You hear the moaning first. A dull, primal tone which sends a prickle skittering over your skin. Next comes the rattling, as the nearby drain grate is pushed and pulled ferociously by grey, decaying hands. The stress is too much for the rusting metal and it bursts open, a shambling husk of a corpse dragging its way up and halfway onto the street. There is no aggression in its lifeless eyes as it stares at you, just a desire to feast on your warm blood.
And then a massive metal ball smashes it in the face and you’re awarded 100,000 points.
Welcome to The Walking Dead Pinball, a game based on a game based on a comic book; if we were to go any more meta, the internet may explode. Suffice to say, Zen Studios have treated the franchise with the reverence afforded to its previous titles, including Marvel and Star Wars, and whilst from a functional point of view the end result is a polished, structured game, the overall experience may leave you feeling a little hollow compared to Zen’s previous offerings.
It should be said from the outset that if you haven’t played Telltale’s excellent first season of The Walking Dead (something we strongly urge you to rectify immediately) you should probably avoid this game. There are some key scenes touched upon which ultimately turn into significant spoilers, so if you have any intention of dabbling in the award-winning interactive story in the future, head in that direction first.

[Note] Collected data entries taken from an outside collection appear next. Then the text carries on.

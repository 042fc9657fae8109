//! Share transfer records.

use tracing::debug;

use crate::chain::ChainState;
use crate::domain::Amount;
use crate::engine::fees;
use crate::entities::{Account, Token, Transaction, Transfer, Vault};
use crate::pricing::UsdPriceResolver;
use crate::store::EntityStore;

/// Create the transfer record and classify it against the fee ledger.
///
/// The existence check runs before classification: a redelivered transfer
/// must not accrue its fee a second time.
#[allow(clippy::too_many_arguments)]
pub fn get_or_create_transfer(
    store: &mut EntityStore,
    chain: &dyn ChainState,
    prices: &UsdPriceResolver,
    from_account: &Account,
    to_account: &Account,
    vault: &Vault,
    token: &Token,
    token_amount: &Amount,
    share_amount: &Amount,
    tx: &Transaction,
) -> Transfer {
    let id = Transfer::build_id(&from_account.id, &to_account.id, &tx.id);
    if let Some(existing) = store.transfers.get(&id) {
        debug!(id = %id, "transfer already recorded, skipping fee accrual");
        return existing.clone();
    }

    let token_amount_usd = prices.resolve(store, chain, &token.address, token_amount);
    let kind = fees::classify_and_accrue(store, vault, &to_account.id, token_amount);

    let transfer = Transfer {
        id: id.clone(),
        from: from_account.id.clone(),
        to: to_account.id.clone(),
        vault: vault.id.clone(),
        token: token.id.clone(),
        token_amount: token_amount.clone(),
        token_amount_usd,
        share_token: vault.share_token.clone(),
        share_amount: share_amount.clone(),
        transaction: tx.id.clone(),
        timestamp: tx.timestamp,
        block_number: tx.block_number,
        is_fee_to_strategy: kind.is_fee_to_strategy(),
        is_fee_to_treasury: kind.is_fee_to_treasury(),
    };
    store.transfers.insert(id, transfer.clone());
    transfer
}
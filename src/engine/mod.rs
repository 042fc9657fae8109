//! The projection core.
//!
//! A deterministic fold over an ordered stream of decoded records:
//! transaction resolution, the fee ledger, vault and strategy projection,
//! day-bucket aggregation, and the version/feature gate for legacy calls.

pub mod day_data;
pub mod fees;
pub mod filters;
pub mod position;
pub mod projector;
pub mod registry;
pub mod strategy;
pub mod transaction;
pub mod transfer;
pub mod vault;
pub mod vault_update;

pub use fees::TransferKind;
pub use projector::Projector;
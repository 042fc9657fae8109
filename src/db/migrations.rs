//! Database migrations and initialization.

use sqlx::sqlite::{SqliteConnection, SqlitePool, SqlitePoolOptions};
use std::path::Path;
use tracing::info;

/// Initialize the SQLite database with schema and pragmas.
pub async fn init_db(db_path: &str) -> Result<SqlitePool, sqlx::Error> {
    if let Some(parent) = Path::new(db_path).parent() {
        if !parent.as_os_str().is_empty() {
            std::fs::create_dir_all(parent).ok();
        }
    }

    let pool = SqlitePoolOptions::new()
        .max_connections(5)
        .after_connect(|conn, _meta| Box::pin(async move { configure_pragmas_conn(conn).await }))
        .connect(&format!("sqlite:{}?mode=rwc", db_path))
        .await?;

    run_migrations(&pool).await?;

    info!("Database initialized at {}", db_path);
    Ok(pool)
}

/// Run all database migrations.
async fn run_migrations(pool: &SqlitePool) -> Result<(), sqlx::Error> {
    info!("Running database migrations...");
    let schema_sql = include_str!("schema.sql");

    for statement in schema_sql.split(';') {
        let trimmed = statement.trim();
        if !trimmed.is_empty() {
            sqlx::query(trimmed).execute(pool).await?;
        }
    }

    info!("Migrations completed");
    Ok(())
}

async fn configure_pragmas_conn(conn: &mut SqliteConnection) -> Result<(), sqlx::Error> {
    use sqlx::Row;

    sqlx::query("PRAGMA foreign_keys = ON")
        .execute(&mut *conn)
        .await?;

    // journal_mode returns the mode actually set, so it must be fetched
    let row = sqlx::query("PRAGMA journal_mode = WAL")
        .fetch_one(&mut *conn)
        .await?;
    let journal_mode: String = row.get(0);
    tracing::debug!(journal_mode, "sqlite pragmas configured");

    sqlx::query("PRAGMA busy_timeout = 5000")
        .execute(&mut *conn)
        .await?;
    sqlx::query("PRAGMA synchronous = NORMAL")
        .execute(&mut *conn)
        .await?;

    Ok(())
}

#[cfg(test)]
mod tests {
    use super::*;
    use tempfile::TempDir;

    #[tokio::test]
    async fn test_init_db_creates_database() {
        let temp_dir = TempDir::new().unwrap();
        let db_path = temp_dir.path().join("test.db").to_string_lossy().to_string();

        let pool = init_db(&db_path).await.expect("init_db failed");
        assert!(Path::new(&db_path).exists());

        let result: (i64,) = sqlx::query_as("SELECT 1")
            .fetch_one(&pool)
            .await
            .expect("query failed");
        assert_eq!(result.0, 1);
    }

    #[tokio::test]
    async fn test_migrations_create_tables() {
        let temp_dir = TempDir::new().unwrap();
        let db_path = temp_dir.path().join("test.db").to_string_lossy().to_string();
        let pool = init_db(&db_path).await.expect("init_db failed");

        for table in ["vaults", "vault_updates", "token_fees", "vault_day_data"] {
            let result: (String,) = sqlx::query_as(
                "SELECT name FROM sqlite_master WHERE type='table' AND name = ?",
            )
            .bind(table)
            .fetch_one(&pool)
            .await
            .expect("query failed");
            assert_eq!(result.0, table);
        }
    }

    #[tokio::test]
    async fn test_migrations_idempotent() {
        let temp_dir = TempDir::new().unwrap();
        let db_path = temp_dir.path().join("test.db").to_string_lossy().to_string();
        let pool = init_db(&db_path).await.expect("init_db failed");

        run_migrations(&pool)
            .await
            .expect("second migration run failed");

        let result: (i64,) =
            sqlx::query_as("SELECT COUNT(*) FROM sqlite_master WHERE type='table'")
                .fetch_one(&pool)
                .await
                .expect("query failed");
        assert!(result.0 > 0);
    }
}
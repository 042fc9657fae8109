//! Domain types and determinism layer.
//!
//! - Unbounded integer amounts (uint256-scale) via the Amount wrapper
//! - Chain primitives: Address, TxHash, TimeMs
//! - The decoded event/call record model with multi-shape normalization
//! - Contract API versions and the componentwise comparison
//! - Stable record ordering for deterministic folding

pub mod amount;
pub mod ordering;
pub mod primitives;
pub mod record;
pub mod version;

pub use amount::{Amount, AmountParseError};
pub use ordering::{sort_records_deterministic, RecordOrderingKey};
pub use primitives::{Address, AddressParseError, TimeMs, TxHash, MS_PER_DAY};
pub use record::{
    ChainRecord, RecordContext, RecordPayload, StrategyAddition, StrategyReportParams,
};
pub use version::{ApiVersion, VersionParseError};
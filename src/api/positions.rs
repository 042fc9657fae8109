//! Account position endpoints.

use axum::extract::{Path, State};
use axum::Json;
use serde_json::{json, Value};

use crate::api::AppState;
use crate::domain::Address;
use crate::error::AppError;

pub async fn list_positions(
    State(state): State<AppState>,
    Path(address): Path<String>,
) -> Result<Json<Value>, AppError> {
    let account = Address::parse(&address)
        .map_err(|err| AppError::BadRequest(err.to_string()))?
        .to_string();
    let positions = state.repo.list_positions_for_account(&account).await?;
    Ok(Json(json!({ "account": account, "positions": positions })))
}
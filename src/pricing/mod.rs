//! USD price resolution.
//!
//! A token amount resolves to a USD-stable-coin value through a cascade of
//! sources, each attempted only when the previous one produced the zero
//! sentinel: direct oracle lookup, share-price derivation for vault share
//! tokens, AMM-router quoting, and a liquidity-pool discovery step that
//! prices the pool's underlying coin. Every source call may revert; total
//! failure yields zero, which is a normal, loggable condition.

pub mod networks;

pub use networks::{Network, PriceSourceAddresses};

use tracing::{debug, info, warn};

use crate::chain::{CallResult, ChainState};
use crate::domain::{Address, Amount};
use crate::entities::Vault;
use crate::store::EntityStore;

/// Direct USD oracle (`getNormalizedValueUsdc` / `getPriceUsdcRecommended`).
pub trait OracleSource: Send + Sync {
    fn normalized_value_usd(&self, token: &Address, amount: &Amount) -> CallResult<Amount>;
    fn price_usd(&self, token: &Address) -> CallResult<Amount>;
}

/// Constant-product AMM quoting (`getPriceUsdc`): USD value of one whole
/// token, in stable-coin base units.
pub trait AmmSource: Send + Sync {
    fn price_usd(&self, token: &Address) -> CallResult<Amount>;
}

/// Liquidity-pool discovery: token to pool, pool to underlying coin.
pub trait PoolSource: Send + Sync {
    fn pool_for(&self, token: &Address) -> CallResult<Address>;
    fn underlying_coin(&self, pool: &Address) -> CallResult<Address>;
}

/// Bound on share-price derivation through nested vault share tokens.
const MAX_DERIVATION_DEPTH: u32 = 4;

/// The price cascade. Sources are optional; a missing source behaves like
/// one whose calls always revert.
pub struct UsdPriceResolver {
    oracle: Option<Box<dyn OracleSource>>,
    amm: Option<Box<dyn AmmSource>>,
    pool: Option<Box<dyn PoolSource>>,
}

impl UsdPriceResolver {
    pub fn new(
        oracle: Option<Box<dyn OracleSource>>,
        amm: Option<Box<dyn AmmSource>>,
        pool: Option<Box<dyn PoolSource>>,
    ) -> Self {
        UsdPriceResolver { oracle, amm, pool }
    }

    /// A resolver with no sources: every lookup yields the zero sentinel.
    pub fn disabled() -> Self {
        UsdPriceResolver {
            oracle: None,
            amm: None,
            pool: None,
        }
    }

    /// Resolve the USD value of `amount` units of `token`. Never fails;
    /// zero means "no price available".
    pub fn resolve(
        &self,
        store: &EntityStore,
        chain: &dyn ChainState,
        token: &Address,
        amount: &Amount,
    ) -> Amount {
        self.resolve_at_depth(store, chain, token, amount, 0)
    }

    fn resolve_at_depth(
        &self,
        store: &EntityStore,
        chain: &dyn ChainState,
        token: &Address,
        amount: &Amount,
        depth: u32,
    ) -> Amount {
        if depth > MAX_DERIVATION_DEPTH {
            warn!(token = %token, "price derivation depth exceeded");
            return Amount::zero();
        }

        let oracle_value = self.from_oracle(token, amount);
        if !oracle_value.is_zero() {
            return oracle_value;
        }
        debug!(token = %token, "oracle had no price");

        let share_value = self.from_share_price(store, chain, token, amount, depth);
        if !share_value.is_zero() {
            return share_value;
        }
        debug!(token = %token, "share-price derivation had no price");

        let decimals = token_decimals(store, chain, token);
        let amm_value = self.from_amm(token, amount, decimals);
        if !amm_value.is_zero() {
            return amm_value;
        }
        debug!(token = %token, "AMM calculator had no price");

        let pool_value = self.from_pool(token, amount, decimals);
        if !pool_value.is_zero() {
            return pool_value;
        }

        info!(token = %token, amount = %amount, "no price source resolved, using zero");
        Amount::zero()
    }

    /// Oracle price of one whole token; zero when unavailable. Used by the
    /// day-bucket aggregator, which stores a per-token price rather than a
    /// valued amount.
    pub fn price_per_token(&self, token: &Address) -> Amount {
        match &self.oracle {
            Some(oracle) => match oracle.price_usd(token) {
                Ok(price) => price,
                Err(_) => {
                    debug!(token = %token, "oracle reverted on per-token price");
                    Amount::zero()
                }
            },
            None => Amount::zero(),
        }
    }

    fn from_oracle(&self, token: &Address, amount: &Amount) -> Amount {
        match &self.oracle {
            Some(oracle) => oracle
                .normalized_value_usd(token, amount)
                .unwrap_or_else(|_| Amount::zero()),
            None => Amount::zero(),
        }
    }

    /// If the token is a known vault's share token, price
    /// `amount * pricePerShare` of the vault's underlying asset.
    fn from_share_price(
        &self,
        store: &EntityStore,
        chain: &dyn ChainState,
        token: &Address,
        amount: &Amount,
        depth: u32,
    ) -> Amount {
        let Some(vault) = store.vaults.get(&Vault::build_id(token)) else {
            return Amount::zero();
        };
        let Ok(price_per_share) = chain.price_per_share(token) else {
            return Amount::zero();
        };
        let share_decimals = token_decimals(store, chain, token);
        let underlying_equivalent =
            amount.mul_div(&price_per_share, &Amount::pow10(share_decimals));
        let Ok(underlying) = Address::parse(&vault.token) else {
            return Amount::zero();
        };
        self.resolve_at_depth(store, chain, &underlying, &underlying_equivalent, depth + 1)
    }

    fn from_amm(&self, token: &Address, amount: &Amount, decimals: u32) -> Amount {
        match &self.amm {
            Some(amm) => match amm.price_usd(token) {
                Ok(price) => amount.mul_div(&price, &Amount::pow10(decimals)),
                Err(_) => Amount::zero(),
            },
            None => Amount::zero(),
        }
    }

    fn from_pool(&self, token: &Address, amount: &Amount, decimals: u32) -> Amount {
        let Some(pool_source) = &self.pool else {
            return Amount::zero();
        };
        let Ok(pool) = pool_source.pool_for(token) else {
            debug!(token = %token, "no pool for token");
            return Amount::zero();
        };
        let Ok(underlying) = pool_source.underlying_coin(&pool) else {
            debug!(token = %token, pool = %pool, "no underlying coin for pool");
            return Amount::zero();
        };
        self.from_amm(&underlying, amount, decimals)
    }
}

/// Token decimals from the entity store when known, the chain otherwise,
/// 18 as the last resort.
pub fn token_decimals(store: &EntityStore, chain: &dyn ChainState, token: &Address) -> u32 {
    if let Some(entity) = store.tokens.get(token.as_str()) {
        return entity.decimals;
    }
    chain.token_decimals(token).unwrap_or(18)
}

As with their other franchises, Zen have done a wonderful job of melding the atmosphere and essence of their chosen subject with the fast, frenetic mechanics of pinball. Everything from the bleak brown post-apocalyptic palette through to actual lines from the original first season are included here. Locations such as episode one’s treehouse, episode two’s dairy farm, and episode three’s motel are in place, as are many of the cast such as Kenny, Larry and Duck. It’s Lee and Clem who take centre stage of course, at either side of the flippers. The launcher is, aptly, an axe.
If you’re wondering how a narrative-based point-and-click can transfer to a genre which involves juggling silver balls onto ramps and into holes, you’ll be surprised at the ingenuity on show. Modern pinball games invariably have a series of challenges to complete and some may offer some sort of story - or at least, graduated links - to tie the objectives together. Here is no different, but The Walking Dead benefits from having a five-episode structure which ties in nicely with the table’s main arc of five missions. Each mission, once you manage to ping the ball past the zombie and into the mission hole, serves up key choices directly from the episode it relates to and asks you to use the flippers and launch button to choose one of two outcomes. Do you save a person, or leave them to their fate? Do you talk someone down from their angry mood, or beat them up? When your decision is made a new task will be presented, such as taking out some zombies on the board, hitting a number of ramps, or launching a minigame where you take control of a sniper rifle in first-person view, and have to shoot a number of zombies which pop up around a town complex in a fairground-style challenge.
At first, this looks to be an exciting integration of the story into the pinball mechanics, until you realise that the choices you make have absolutely no bearing on anything. Each chapter will present you with a number of different couplets to decide between, but every time the outcome is going to be identical: one of the same two challenges assigned to that episode, and no further reference to the choice you just made. It’s as though Zen got halfway through the development of the main objectives and decided just to end them all abruptly with a few million points chucked your way. The sniper minigame in particular becomes an irritation after the fifth time of playing it, as it’s clunky and more importantly, just not that fun.
That said, there are still some lovely touches throughout. One favourite in particular is triggered by completing the word SMILE, which turns the silver sphere into a football and prompts Lee and Clem to enact their own passing game on the bottom of the screen as you try and hit various ramps to complete passes. This is accompanied by a melancholic loop of audio from the series, recognisable immediately to anyone who has played it, and sets a tonal peak which isn’t matched anywhere else during the time you blast your three balls around the table.
As for the gameplay itself, if you’ve played a Zen Pinball game before, you’ll know what to expect. Solid flipper action melds effortlessly with slick ramps and a weighted silver ball which feels and acts pretty much identically to the real thing. A plethora of targets, bumpers and spinners are on offer for you to activate, and the table itself feels quite fair overall, with the exception of the right kickback which the ball has a propensity to veer towards. A host of different views are available which can bring you into the thick of the action or provide a bird’s-eye view, and everything in between. At times the number of flashing lights on the table at any given time can be bewildering, but Zen have helpfully included a table guide which walks you through a large portion of the targets, scoring and bonuses, and lets you focus on your objectives in-game.
Whilst not quite in the same league as Zen’s endeavour into the Star Wars universe, mainly due to the table feeling far smaller than its predecessor, The Walking Dead is a fun blast for a few hours and a great introduction to the table range for newbies. Fans of the adventure game may come away a little disappointed that the integration of the story didn’t stretch as far as it could have done, but it’s merely an accompaniment to the main course of solid, enjoyable pinball.